Bookmarked When A Student Blogger Enters The World (The Edublogger)
This is the inspiring story of college student, Myles Zhang. Myles was introduced to blogging as a high school student and since then his online portfolio has grown and flourished.
Myles Zhang shares his experience of maintaining a digital portfolio:

There’s something equally powerful (and I feel democratic) about a simple web-link that opens up a world of information to anyone in the world. I feel that the world is becoming increasingly digital. Building and managing my website (several, in fact) has hopefully helped prepare me to more actively contribute to this digital world.

Although he touches on the what associated with an authentic audience and the how linked to blogging, the most powerful message in this post is the why. What Zhang highlights is the personal nature of such a project. Although we may want to dictate to everyone to do a particular thing, the individual interests much not be forgotten.

Replied to A Beginner’s Guide To Google Photos by Sue Waters (The Edublogger)
Google Photos is an excellent free solution for storing, organizing, and sharing photos and videos. Let's get you started with this step-by-step beginner's guide!
Thorough as always Sue. I have touched on Photos in the past, my only concern relates to where it sits within Google. It is not a part of the core suite of apps, therefore if you are to use it with students you should really get signed consent first?
Bookmarked Blog Case Study: Student Run Newspaper by Kathleen Morris (The Edublogger)
A student run newspaper is one type of blog that can offer many advantages for students. This post showcases an impressive newspaper run by the students at Zurich International School in Switzerland (ZIS).
The Lion’s Journal is another example of a collaborative production to add to the many faces of blogging.
Replied to a post (
@dogtrax been poking around for a bit and can’t figure out any way to add the #IndieWeb plumbing to @edublogs. You could (and should) manually put an h-card on your home page, but since @edublogs do not provide users with the freedom of adding plugins to WordPress you won’t be able to add any of the cool webmentions or have post marked up with h-entry to allow you to play.
I have been wondering about this for a while. My thoughts were whether you could bake the code into the HTML of the post. Obviously though without the appropriate piping associated with rel=me and Bridgy it isn’t going to work.

I wonder what would be involved in making it work? They have added plugins before, what would an IndieBlogs plugin look like? My concern is that this might mean for primary aged blogs?

I see real prospect for something like Micro.Blogs in schood, but again there is the issue around Rel=Me.

I imagine that until it is built into the core then it will be a hard ask.

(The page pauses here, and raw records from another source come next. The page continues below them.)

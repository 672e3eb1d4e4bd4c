//! PI Regulator
//!
//! This module provides a proportional-integral regulator with optional
//! output saturation.
//!
//! The integrator is a plain running sum of the error. It is not scaled by a
//! time step (the integral gain absorbs the caller's fixed sampling interval)
//! and it is never clamped: while the output is saturated and the error keeps
//! its sign the integrator keeps growing, which delays recovery once the
//! error reverses.

use crate::bound::bound_value;
use crate::error::ControlError;

/// PI regulator with saturating output.
///
/// ```text
/// e(k) = setpoint(k) - act_value(k)
/// I(k) = I(k-1) + e(k)
/// u(k) = bound(Kp·e(k) + Ki·I(k), min_output, max_output)
/// ```
///
/// There is no reset operation; build a new regulator to start from a zero
/// integrator.
///
/// # Example
///
/// ```
/// use motorctl_control::PiRegulator;
///
/// let mut reg = PiRegulator::new(5.0, 0.03, -48.0, 48.0)?;
/// let u1 = reg.calculate(5.0, 0.0);
/// let u2 = reg.calculate(5.0, 0.0);
/// assert!((u1 - 25.15).abs() < 1e-9);
/// assert!((u2 - 25.3).abs() < 1e-9);
/// # Ok::<(), motorctl_control::ControlError>(())
/// ```
#[derive(Copy, Clone, Debug, PartialEq)]
pub struct PiRegulator {
    kp: f64,
    ki: f64,
    min_output: f64,
    max_output: f64,
    integrator: f64,
    output_limitation_enabled: bool,
    last_error: f64,
    last_output: f64,
    saturated: bool,
}

impl PiRegulator {
    /// Create a new regulator with a zero integrator and limitation enabled.
    ///
    /// Gains may be negative for inverted-sense control.
    ///
    /// # Errors
    ///
    /// Returns [`ControlError::InvalidBounds`] if `min_output > max_output` or
    /// either bound is NaN.
    pub fn new(kp: f64, ki: f64, min_output: f64, max_output: f64) -> Result<Self, ControlError> {
        // Written so that NaN bounds fail too.
        if !(min_output <= max_output) {
            return Err(ControlError::InvalidBounds {
                min_output,
                max_output,
            });
        }

        Ok(Self {
            kp,
            ki,
            min_output,
            max_output,
            integrator: 0.0,
            output_limitation_enabled: true,
            last_error: 0.0,
            last_output: 0.0,
            saturated: false,
        })
    }

    /// Enable output limitation from the next [`calculate`](Self::calculate) on.
    pub fn enable_output_limitation(&mut self) {
        self.output_limitation_enabled = true;
    }

    /// Disable output limitation from the next [`calculate`](Self::calculate) on.
    pub fn disable_output_limitation(&mut self) {
        self.output_limitation_enabled = false;
    }

    /// Whether outputs are currently bounded.
    pub fn is_output_limitation_enabled(&self) -> bool {
        self.output_limitation_enabled
    }

    /// Calculate the control action for one sampling interval.
    ///
    /// # Arguments
    ///
    /// * `setpoint` - Desired value
    /// * `act_value` - Actual (filtered) value from the feedback path
    #[inline]
    pub fn calculate(&mut self, setpoint: f64, act_value: f64) -> f64 {
        let error = setpoint - act_value;
        self.integrator += error;

        let raw = self.kp * error + self.ki * self.integrator;

        let output = if self.output_limitation_enabled {
            bound_value(raw, self.min_output, self.max_output)
        } else {
            raw
        };

        self.saturated =
            self.output_limitation_enabled && (raw > self.max_output || raw < self.min_output);
        self.last_error = error;
        self.last_output = output;
        output
    }

    /// Proportional and integral gains `(kp, ki)`.
    pub fn gains(&self) -> (f64, f64) {
        (self.kp, self.ki)
    }

    /// Output saturation range `(min_output, max_output)`.
    pub fn output_limits(&self) -> (f64, f64) {
        (self.min_output, self.max_output)
    }

    /// Accumulated error sum.
    pub fn integrator(&self) -> f64 {
        self.integrator
    }

    /// Error of the most recent call, or 0 before the first call.
    pub fn last_error(&self) -> f64 {
        self.last_error
    }

    /// Output of the most recent call, or 0 before the first call.
    pub fn last_output(&self) -> f64 {
        self.last_output
    }

    /// True if the most recent output was cut by the limitation.
    pub fn is_saturated(&self) -> bool {
        self.saturated
    }
}
//! Recorded simulation output and its export formats.

use std::fs::File;
use std::io::{BufWriter, Write};
use std::path::Path;
use std::str::FromStr;

use serde::{Deserialize, Serialize};

use crate::error::SimError;

/// Column names of the CSV export, in [`TraceSample`] field order.
pub const CSV_HEADER: [&str; 5] = ["time", "setpoint", "measurement", "filtered", "action"];

/// One recorded sampling interval.
#[derive(Debug, Clone, Copy, PartialEq, Serialize, Deserialize)]
pub struct TraceSample {
    /// Time in seconds
    pub time: f64,
    /// Setpoint
    pub setpoint: f64,
    /// Raw (noisy) plant output
    pub measurement: f64,
    /// Filtered measurement seen by the regulator
    pub filtered: f64,
    /// Control action applied during the next interval
    pub action: f64,
}

/// Aggregate figures for a finished run.
#[derive(Debug, Clone, Copy, PartialEq, Default, Serialize, Deserialize)]
pub struct TraceSummary {
    /// Number of recorded samples
    pub steps: usize,
    /// Simulated time of the last sample
    pub duration: f64,
    /// Samples whose action was cut by output limitation
    pub saturated_steps: usize,
    /// Largest absolute control action
    pub peak_action: f64,
    /// Setpoint minus filtered measurement at the last sample
    pub final_error: f64,
    /// Sum of |setpoint - filtered| · dt over the run
    pub integral_abs_error: f64,
    /// Largest amount by which the filtered measurement exceeded the setpoint
    pub max_overshoot: f64,
}

/// Output file format for a trace.
#[derive(Debug, Clone, Copy, PartialEq, Eq, Default)]
pub enum TraceFormat {
    /// Comma separated values with a header row
    #[default]
    Csv,
    /// Pretty-printed JSON document
    Json,
}

impl TraceFormat {
    /// Pick the format from a file extension.
    ///
    /// # Errors
    ///
    /// Returns [`SimError::UnsupportedFormat`] for anything but `.csv` or `.json`.
    pub fn from_path(path: &Path) -> Result<Self, SimError> {
        let extension = path
            .extension()
            .and_then(|ext| ext.to_str())
            .unwrap_or_default();
        extension.parse()
    }
}

impl FromStr for TraceFormat {
    type Err = SimError;

    fn from_str(s: &str) -> Result<Self, Self::Err> {
        match s.to_ascii_lowercase().as_str() {
            "csv" => Ok(TraceFormat::Csv),
            "json" => Ok(TraceFormat::Json),
            other => Err(SimError::UnsupportedFormat(format!(
                "trace format '{other}' (expected csv or json)"
            ))),
        }
    }
}

/// Everything recorded by one [`Simulation::run`](crate::Simulation::run).
#[derive(Debug, Clone, PartialEq, Serialize, Deserialize)]
pub struct SimulationTrace {
    /// Sampling interval in seconds
    pub sample_period: f64,
    /// Noise seed the run used
    pub seed: u64,
    /// Per-step records in time order
    pub samples: Vec<TraceSample>,
    /// Samples whose action was cut by output limitation
    pub saturated_steps: usize,
}

impl SimulationTrace {
    /// Compute the run summary.
    pub fn summary(&self) -> TraceSummary {
        let mut summary = TraceSummary {
            steps: self.samples.len(),
            saturated_steps: self.saturated_steps,
            ..TraceSummary::default()
        };

        for sample in &self.samples {
            let error = sample.setpoint - sample.filtered;
            summary.peak_action = summary.peak_action.max(sample.action.abs());
            summary.integral_abs_error += error.abs() * self.sample_period;
            summary.max_overshoot = summary.max_overshoot.max(-error);
        }

        if let Some(last) = self.samples.last() {
            summary.duration = last.time;
            summary.final_error = last.setpoint - last.filtered;
        }
        summary
    }

    /// Write the samples as CSV with a `time,setpoint,measurement,filtered,action` header.
    ///
    /// The header is written even when there are no samples.
    pub fn write_csv<W: Write>(&self, writer: W) -> Result<(), SimError> {
        let mut wtr = csv::WriterBuilder::new()
            .has_headers(false)
            .from_writer(writer);
        wtr.write_record(CSV_HEADER)?;
        for sample in &self.samples {
            wtr.serialize(sample)?;
        }
        wtr.flush()?;
        Ok(())
    }

    /// Write the whole trace as pretty-printed JSON.
    pub fn write_json<W: Write>(&self, writer: W) -> Result<(), SimError> {
        serde_json::to_writer_pretty(writer, self)?;
        Ok(())
    }

    /// Write in `format` to any writer.
    pub fn write<W: Write>(&self, writer: W, format: TraceFormat) -> Result<(), SimError> {
        match format {
            TraceFormat::Csv => self.write_csv(writer),
            TraceFormat::Json => self.write_json(writer),
        }
    }

    /// Create (or truncate) `path` and write the trace to it.
    pub fn write_to_path(&self, path: &Path, format: TraceFormat) -> Result<(), SimError> {
        let mut writer = BufWriter::new(File::create(path)?);
        self.write(&mut writer, format)?;
        writer.flush()?;
        Ok(())
    }
}

#[cfg(test)]
mod tests {
    use super::*;
    use approx::assert_abs_diff_eq;

    type TestResult = Result<(), Box<dyn std::error::Error>>;

    fn sample(time: f64, setpoint: f64, filtered: f64, action: f64) -> TraceSample {
        TraceSample {
            time,
            setpoint,
            measurement: filtered,
            filtered,
            action,
        }
    }

    fn small_trace() -> SimulationTrace {
        SimulationTrace {
            sample_period: 0.5,
            seed: 1,
            samples: vec![
                sample(0.0, 1.0, 0.0, 48.0),
                sample(0.5, 1.0, 1.5, -10.0),
                sample(1.0, 1.0, 0.75, 2.0),
            ],
            saturated_steps: 1,
        }
    }

    #[test]
    fn test_summary() {
        let summary = small_trace().summary();
        assert_eq!(summary.steps, 3);
        assert_eq!(summary.saturated_steps, 1);
        assert_abs_diff_eq!(summary.duration, 1.0, epsilon = 0.0);
        assert_abs_diff_eq!(summary.peak_action, 48.0, epsilon = 0.0);
        assert_abs_diff_eq!(summary.final_error, 0.25, epsilon = 1e-12);
        // (1.0 + 0.5 + 0.25) · 0.5
        assert_abs_diff_eq!(summary.integral_abs_error, 0.875, epsilon = 1e-12);
        assert_abs_diff_eq!(summary.max_overshoot, 0.5, epsilon = 1e-12);
    }

    #[test]
    fn test_summary_of_empty_trace() {
        let trace = SimulationTrace {
            sample_period: 0.01,
            seed: 0,
            samples: Vec::new(),
            saturated_steps: 0,
        };
        assert_eq!(trace.summary(), TraceSummary::default());
    }

    #[test]
    fn test_csv_export() -> TestResult {
        let mut buf = Vec::new();
        small_trace().write_csv(&mut buf)?;
        let text = String::from_utf8(buf)?;
        let mut lines = text.lines();

        assert_eq!(lines.next(), Some("time,setpoint,measurement,filtered,action"));
        assert_eq!(lines.next(), Some("0.0,1.0,0.0,0.0,48.0"));
        assert_eq!(text.lines().count(), 4);
        Ok(())
    }

    #[test]
    fn test_csv_export_of_empty_trace_has_header() -> TestResult {
        let trace = SimulationTrace {
            sample_period: 0.01,
            seed: 0,
            samples: Vec::new(),
            saturated_steps: 0,
        };
        let mut buf = Vec::new();
        trace.write_csv(&mut buf)?;
        assert_eq!(String::from_utf8(buf)?, "time,setpoint,measurement,filtered,action\n");
        Ok(())
    }

    #[test]
    fn test_json_export_round_trip() -> TestResult {
        let trace = small_trace();
        let mut buf = Vec::new();
        trace.write(&mut buf, TraceFormat::Json)?;
        let decoded: SimulationTrace = serde_json::from_slice(&buf)?;
        assert_eq!(decoded, trace);
        Ok(())
    }

    #[test]
    fn test_format_parsing() -> TestResult {
        assert_eq!("csv".parse::<TraceFormat>()?, TraceFormat::Csv);
        assert_eq!("JSON".parse::<TraceFormat>()?, TraceFormat::Json);
        assert!("xml".parse::<TraceFormat>().is_err());
        assert_eq!(
            TraceFormat::from_path(Path::new("out/trace.json"))?,
            TraceFormat::Json
        );
        assert!(TraceFormat::from_path(Path::new("trace")).is_err());
        Ok(())
    }

    #[test]
    fn test_write_to_path() -> TestResult {
        let dir = tempfile::tempdir()?;
        let path = dir.path().join("trace.csv");
        small_trace().write_to_path(&path, TraceFormat::Csv)?;
        let text = std::fs::read_to_string(&path)?;
        assert!(text.starts_with("time,"));
        Ok(())
    }
}
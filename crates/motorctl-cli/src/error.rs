//! Error types for the motorctl CLI

use motorctl_sim::SimError;
use thiserror::Error;

#[derive(Error, Debug)]
pub enum CliError {
    #[error("Configuration rejected: {0}")]
    Config(SimError),

    #[error("Export failed: {0}")]
    Export(SimError),
}

impl CliError {
    /// Process exit code for this error.
    pub fn exit_code(&self) -> u8 {
        match self {
            CliError::Config(_) => 2,
            CliError::Export(_) => 3,
        }
    }
}
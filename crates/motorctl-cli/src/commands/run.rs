//! Run a simulation and report its summary

use std::path::Path;

use anyhow::{Context, Result};
use motorctl_sim::{SimConfig, Simulation, SimulationTrace, TraceFormat};
use tracing::{debug, info};

use crate::commands::RunArgs;
use crate::commands::validate::load;
use crate::error::CliError;
use crate::output;

pub fn execute(args: &RunArgs, json: bool) -> Result<()> {
    let mut config = match &args.config {
        Some(path) => load(path)?,
        None => {
            debug!("No configuration file given, using defaults");
            SimConfig::default()
        }
    };
    apply_overrides(&mut config, args);

    // Unknown extensions fail before the run.
    let format = match (&args.output, args.format) {
        (_, Some(format)) => Some(TraceFormat::from(format)),
        (Some(path), None) => Some(
            TraceFormat::from_path(path)
                .map_err(CliError::Export)
                .with_context(|| format!("Cannot infer trace format of {}", path.display()))?,
        ),
        (None, None) => None,
    };

    let simulation = Simulation::new(config)
        .map_err(CliError::Config)
        .context("Failed to set up the simulation")?;
    let trace = simulation.run();

    if let (Some(path), Some(format)) = (&args.output, format) {
        write_trace(&trace, path, format)?;
    }

    output::print_run_summary(&trace.summary(), trace.seed, args.output.as_deref(), json);
    Ok(())
}

fn apply_overrides(config: &mut SimConfig, args: &RunArgs) {
    if let Some(seed) = args.seed {
        config.noise.seed = Some(seed);
    }
    if args.no_limit {
        config.output_limitation = false;
    }
}

fn write_trace(trace: &SimulationTrace, path: &Path, format: TraceFormat) -> Result<()> {
    trace
        .write_to_path(path, format)
        .map_err(CliError::Export)
        .with_context(|| format!("Failed to write trace to {}", path.display()))?;
    info!(path = %path.display(), ?format, samples = trace.samples.len(), "Trace written");
    Ok(())
}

Bookmarked Different Approaches To Using Student Blogs And Digital Portfolios by Kathleen Morris (The Edublogger)
I have observed differences in how student blogs work in a variety of areas. There appears to be a spectrum in at least six key areas
Kathleen Morris provides a series of steps to follow when setting up blogs in the classroom. She also created a graphic to capture this:

Having said this, she is also mindful that every school has its own context and exists at a different point on the continuum of six aspects: duration, privacy, content, reflection, quality and control.

Bookmarked 10 Tips For Making Your Blog Posts Easier To Read by Kathleen Morris (The Edublogger)
Here are ten tips for making your blog posts easier to read.
Kathleen provides ten tips:

  1. When it comes to writing online, paragraph structure is more of an art than a formulaic science.
  2. Professional bloggers generally opt to use larger sized fonts now as it enhances the readability of online text.

  3. Heading tags not only enhance your blog post visually but help organize the content of your blog. This helps search engines like Google scan and categorize your information.

  4. Most writers know the value of bullet points. Listicles, or posts with numbered lists, are hugely popular too (hey, this whole blog post is a listicle!).

  5. From a visual point of view, hyperlinks or bold words are another good way to make key pieces of information in your post stand out. It draws you in when you’re skimming or scanning the page.

  6. Breaking up your text with some visuals can definitely make your blog posts easier to read.

  7. If you do use color, remember to be consistent

  8. Left aligned text is best

  9. If you want visitors to be reading your blog posts, you probably don’t want them distracted by too many widgets on your sidebars. Furthermore, excess widgets can slow down the loading time of your blog.

  10. You might not realize that vision impaired visitors to your site may be using assistive technology like screen readers or other software which reads the page out loud. This software will read the alternative text (alt text) instead of the image.

Personally, the headings was only a recent realisation, with Tom Woodward even going to the length of removing H1 as an option, while Amy Burvall talks about developing a palette involving two core colours.